Elastic Social Manual / Version 2010
Table Of ContentsEven with replica sets and journaling, it is still a good idea to regularly back up your data. You can find an overview about the topic and possible strategies here.
Passive MongoDB node
One approach is to run a passive MongoDB node for all backups and filesystem snapshots to take the actual backup. If journaling is enabled, it's possible to take hot snapshots of a MongoDB data directory. Without journaling it's recommended to fsync and lock the passive node and then take the snapshot from there. See the code below for an example:
from pymongo import Connection def do_backup(): <insert your snapshot and backup code here> def lock_and_backup(): conn = Connection(slave_okay=True) try: conn.admin.command("fsync", lock=True) do_backup() finally: conn.admin["$cmd.sys.unlock"].find_one()
Example 3.4. Snapshot from a passive node
A more detailed example how this pattern can be used with Amazon S3 can be found here.
Backup Tools
MongoDB provides tools to dump and restore the current content of the databases. mongodump
and
mongorestore
allow you to create exact copies of your current database. You can find a detailed
description here.
Incremental backup
Incremental backup is only useful in rare cases. Usually you want to restore data, if your primary is down. But if your primary is down, you will want to restore your data as quick as possible. Restoring an old state and slowly adding your incremental backup parts will take lots of time that you usually do not have in these moments. Incremental backups make restoring your data more complicated and slow them down. All you gain is mildly less disk usage. Look here for a more detailed discussion on incremental backups.
Sharding
MongoDB sharding can be used when one MongoDB replication set becomes too small to handle the application load. Sharding does not need to be configured in advance, servers can be added during normal operation and the configuration can be updated to enable sharding. Make sure to read the MongoDB sharding documentation for a deeper insight.
For an efficient sharding configuration you need to know which databases and collections are used by Elastic Social.

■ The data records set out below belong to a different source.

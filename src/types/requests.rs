//! Tipos de entrada da recuperação e da retenção.

use chrono::{DateTime, Utc};
use serde::{Deserialize, Serialize};

use super::pattern::{Embedding, PatternMetadata};

/// Tipo usado quando a consulta não tem tipo.
pub const DEFAULT_QUERY_TYPE: &str = "general";

/// Contexto de uma recuperação guardado no histórico do retriever.
#[derive(Debug, Clone, PartialEq, Serialize, Deserialize)]
pub struct QueryContext {
    /// Texto da consulta.
    pub query_text: String,

    /// Consulta codificada.
    pub query_embedding: Embedding,

    /// Tipo de consulta opcional.
    pub query_type: Option<String>,

    /// Momento da consulta.
    pub timestamp: DateTime<Utc>,
}

impl QueryContext {
    /// Cria um contexto com o horário atual.
    pub fn new(query_text: impl Into<String>, query_embedding: Embedding) -> Self {
        Self {
            query_text: query_text.into(),
            query_embedding,
            query_type: None,
            timestamp: Utc::now(),
        }
    }

    /// Define o tipo de consulta.
    #[must_use]
    pub fn with_query_type(mut self, query_type: impl Into<String>) -> Self {
        self.query_type = Some(query_type.into());
        self
    }

    /// Tipo da consulta, ou [`DEFAULT_QUERY_TYPE`].
    pub fn type_key(&self) -> &str {
        self.query_type.as_deref().unwrap_or(DEFAULT_QUERY_TYPE)
    }
}

/// Amostra observada ou gerada entregue ao buffer de retenção.
#[derive(Debug, Clone, Default, PartialEq, Serialize, Deserialize)]
pub struct Sample {
    /// Texto da amostra.
    pub text: Option<String>,

    /// Embedding da amostra.
    pub embedding: Option<Embedding>,

    /// Campos auxiliares.
    #[serde(default)]
    pub metadata: PatternMetadata,
}

impl Sample {
    /// Cria uma amostra só com texto.
    pub fn from_text(text: impl Into<String>) -> Self {
        Self {
            text: Some(text.into()),
            ..Self::default()
        }
    }

    /// Associa um embedding.
    #[must_use]
    pub fn with_embedding(mut self, embedding: Embedding) -> Self {
        self.embedding = Some(embedding);
        self
    }

    /// Substitui os metadados.
    #[must_use]
    pub fn with_metadata(mut self, metadata: PatternMetadata) -> Self {
        self.metadata = metadata;
        self
    }
}
//! Traits dos colaboradores externos.

use std::future::Future;
use std::time::Duration;

use async_trait::async_trait;
use chrono::{DateTime, Utc};
use serde::{Deserialize, Serialize};

use crate::cache::StoreStats;
use crate::types::{Embedding, RetrievalCandidate, Sample};
use crate::{RecallError, RecallResult};

/// Transforma texto em embeddings.
///
/// Deve ser determinístico para uma versão fixa do modelo.
#[async_trait]
pub trait Encoder: Send + Sync {
    /// Nome usado em logs e erros.
    fn name(&self) -> &str;

    /// Codifica um texto.
    async fn encode(&self, text: &str) -> RecallResult<Embedding>;
}

/// Índice de vizinhos mais próximos aproximado usado na etapa grossa.
#[async_trait]
pub trait VectorIndex: Send + Sync {
    /// Nome usado em logs e erros.
    fn name(&self) -> &str;

    /// Retorna até `top_k` candidatos para `embedding`, melhor primeiro.
    async fn query(&self, embedding: &[f64], top_k: usize)
        -> RecallResult<Vec<RetrievalCandidate>>;
}

/// Re-ranker caro.
#[async_trait]
pub trait Teacher: Send + Sync {
    /// Nome usado em logs e erros.
    fn name(&self) -> &str;

    /// Relevância de `doc_text` para `query`. Maior é melhor.
    async fn get_score(&self, query: &str, doc_text: &str) -> RecallResult<f64>;
}

/// Retriever barato de primeira passada usado pela cascata.
#[async_trait]
pub trait StudentRetriever: Send + Sync {
    /// Nome usado em logs e erros.
    fn name(&self) -> &str;

    /// Retorna até `k` candidatos para `query`, pontuados pelo student.
    async fn retrieve(&self, query: &str, k: usize) -> RecallResult<Vec<RetrievalCandidate>>;
}

/// Aplica uma atualização de retenção com as amostras do buffer.
#[async_trait]
pub trait Trainer: Send + Sync {
    /// Nome usado em logs e erros.
    fn name(&self) -> &str;

    /// Consome um lote de amostras. O buffer só é limpo com `Ok`.
    async fn update(&self, samples: &[Sample]) -> RecallResult<()>;
}

/// Guarda os checkpoints pedidos pelo buffer de retenção.
#[async_trait]
pub trait Persistence: Send + Sync {
    /// Nome usado em logs e erros.
    fn name(&self) -> &str;

    /// Salva um checkpoint.
    async fn checkpoint(&self, state: &CheckpointState) -> RecallResult<()>;
}

/// Snapshot entregue a [`Persistence::checkpoint`].
#[derive(Debug, Clone, PartialEq, Serialize, Deserialize)]
pub struct CheckpointState {
    /// Atualizações de retenção concluídas até agora.
    pub updates_completed: u64,

    /// Amostras aceitas desde a criação do buffer.
    pub samples_seen: u64,

    /// Estatísticas do armazenamento associado, se houver.
    pub store_stats: Option<StoreStats>,

    /// Quando o checkpoint foi pedido.
    pub timestamp: DateTime<Utc>,
}

/// Executa uma chamada a um colaborador com timeout.
///
/// Timeouts viram [`RecallError::Timeout`] com `name`.
pub async fn call_with_timeout<T, F>(name: &str, timeout: Duration, call: F) -> RecallResult<T>
where
    F: Future<Output = RecallResult<T>>,
{
    match tokio::time::timeout(timeout, call).await {
        Ok(result) => result,
        Err(_) => {
            tracing::warn!(
                collaborator = name,
                timeout_ms = timeout.as_millis() as u64,
                "Collaborator call timed out"
            );
            Err(RecallError::Timeout(name.to_string()))
        }
    }
}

Four databases are created for each tenant. The database names are generated from the
mongodb.prefix
setting, the tenant name and the service name separated
by underscores. The service name is one of blobs, counters, models and tasks. When
mongodb.prefix
is "blueprint" and the tenant name is "media" then four
databases named "blueprint_media_blobs", "blueprint_media_counters",
"blueprint_media_models" and "blueprint_media_tasks" will be created.
The BlobService
uses
MongoDB GridFS for storing blobs and metadata. Please refer to the
MongoDB
documentation on how to configure sharding for GridFS. Example for configuring sharding for GridFS:
db.runCommand({ shardcollection : "blueprint_media_blobs.fs.chunks", key : { files_id : 1 }});
The counter services create six collections with the counters database. The highest_average_counters and highest_histogram_counters can not be sharded. They contain aggregated counter values so these collections are rather small and this imposes no limitation. The other collections in the counters database can be sharded with the name attribute as shard key. An example is given below:
db.runCommand( { shardcollection : "blueprint_media_counters.average_counters" , key : { name : 1 } } ); db.runCommand( { shardcollection : "blueprint_media_counters.average_histogram_counters" , key : { name : 1 } } ); db.runCommand( { shardcollection : "blueprint_media_counters.counters" , key : { name : 1 } } ); db.runCommand( { shardcollection : "blueprint_media_counters.histogram_counters" , key : { name : 1 } } );
Example 3.5. Shard other collections
The models database contains one collection per model collection. Sharding of the blacklist and complaints collections is not recommended because they are comparatively small. For the other model collections the following shard keys are recommended:
Collection | Shard Key |
---|---|
comments | target : 1 |
likes | target : 1 |
ratings | target : 1 |
shares | target : 1 |
users | name : 1 or email: 1 |
notes | user : 1 |
Table 3.2. Recommended shard keys
An example is given below:
db.runCommand( { shardcollection : "blueprint_media_models.comments", key : { target : 1 } } ); db.runCommand( { shardcollection : "blueprint_media_models.likes", key : { target : 1 } } ); db.runCommand( { shardcollection : "blueprint_media_models.ratings", key : { target : 1 } } ); db.runCommand( { shardcollection : "blueprint_media_models.users", key : { name : 1 } } );
Example 3.6. Creating shard keys
The tasks database contains one collection per task queue. Configuring sharding for the task collections is not recommended because the tasks are removed after successful executions thus making the collections small.
If you are running a multi-tenant application you should consider spreading the databases of each tenant across the cluster so that the load is distributed evenly.